Dopo un veloce selfie sulle panchine e aver notato, non senza stupore, che fossero
in vendita piccole zolle di terreno o stralci delle reti, risalenti a diverse
partite del 2019, la mia visita è
proseguita accedendo alla tribuna stampa, dove ho avuto modo di fare un
accurato paragone con quella dello Iacovone (anche se non credo che a
Barcellona ci sia qualcuno che, come il signor D’Andria, ti passi il foglio con
le formazioni senza che tu glielo avessi chiesto).

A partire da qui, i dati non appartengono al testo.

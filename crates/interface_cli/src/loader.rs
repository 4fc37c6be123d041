//! Document loading
//!
//! Turns a file on disk into the plain text the triage pipeline consumes.
//! Plain-text files are read as UTF-8; PDFs go through `pdf-extract`, one
//! string per page, joined with newlines so labels never run together
//! across a page break.

use std::fs;
use std::path::Path;

use crate::error::LoadError;

/// Document formats the loader understands
#[derive(Debug, Clone, Copy, PartialEq, Eq)]
pub enum DocumentFormat {
    Text,
    Pdf,
}

impl DocumentFormat {
    /// Determines the format from the file extension, ignoring case
    pub fn from_path(path: &Path) -> Result<Self, LoadError> {
        let extension = path
            .extension()
            .and_then(|ext| ext.to_str())
            .map(str::to_ascii_lowercase)
            .unwrap_or_default();

        match extension.as_str() {
            "txt" => Ok(DocumentFormat::Text),
            "pdf" => Ok(DocumentFormat::Pdf),
            "" => Err(LoadError::UnsupportedFormat(format!(
                "{} has no file extension",
                path.display()
            ))),
            other => Err(LoadError::UnsupportedFormat(format!(".{}", other))),
        }
    }
}

/// Loads FNOL documents from disk
pub struct DocumentLoader;

impl DocumentLoader {
    /// Reads the document at `path` and returns its text
    ///
    /// # Errors
    ///
    /// * `LoadError::UnsupportedFormat` for anything other than `.txt` or `.pdf`
    /// * `LoadError::Io` if the file cannot be read or a text file is not UTF-8
    /// * `LoadError::PdfParsing` if the PDF has no readable text layer structure
    pub fn load(path: &Path) -> Result<String, LoadError> {
        let format = DocumentFormat::from_path(path)?;
        tracing::debug!(path = %path.display(), ?format, "Loading document");

        let text = match format {
            DocumentFormat::Text => fs::read_to_string(path).map_err(|source| LoadError::Io {
                path: path.to_path_buf(),
                source,
            })?,
            DocumentFormat::Pdf => {
                let bytes = fs::read(path).map_err(|source| LoadError::Io {
                    path: path.to_path_buf(),
                    source,
                })?;
                Self::pdf_text(&bytes)?
            }
        };

        tracing::debug!(chars = text.len(), "Document loaded");
        Ok(text)
    }

    fn pdf_text(bytes: &[u8]) -> Result<String, LoadError> {
        let pages = pdf_extract::extract_text_from_mem_by_pages(bytes)
            .map_err(|e| LoadError::PdfParsing(e.to_string()))?;
        tracing::debug!(pages = pages.len(), "Extracted PDF text");
        Ok(pages.join("\n"))
    }
}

Lasciandomi poi gli spalti alle spalle è stata la volta
della cosiddetta “zona mista” e della sala delle conferenze stampa, e subito
dopo degli spogliatoi. Non ho potuto fare a meno di notare la vasca
idromassaggio dove magari, qualche anno fa, Iniesta e Xavi conversavano
allegramente dopo aver fatto magie in campo.
Per concludere un salto allo store, giusto per dare un’occhiata
dato che i prezzi erano esorbitanti.
Il tour sicuramente è valso quanto speso col biglietto, il
mondo Barcellona non poteva avere un tempio diverso dal Camp Nou per celebrare
i suoi 110 anni di campioni, vittorie e gloria.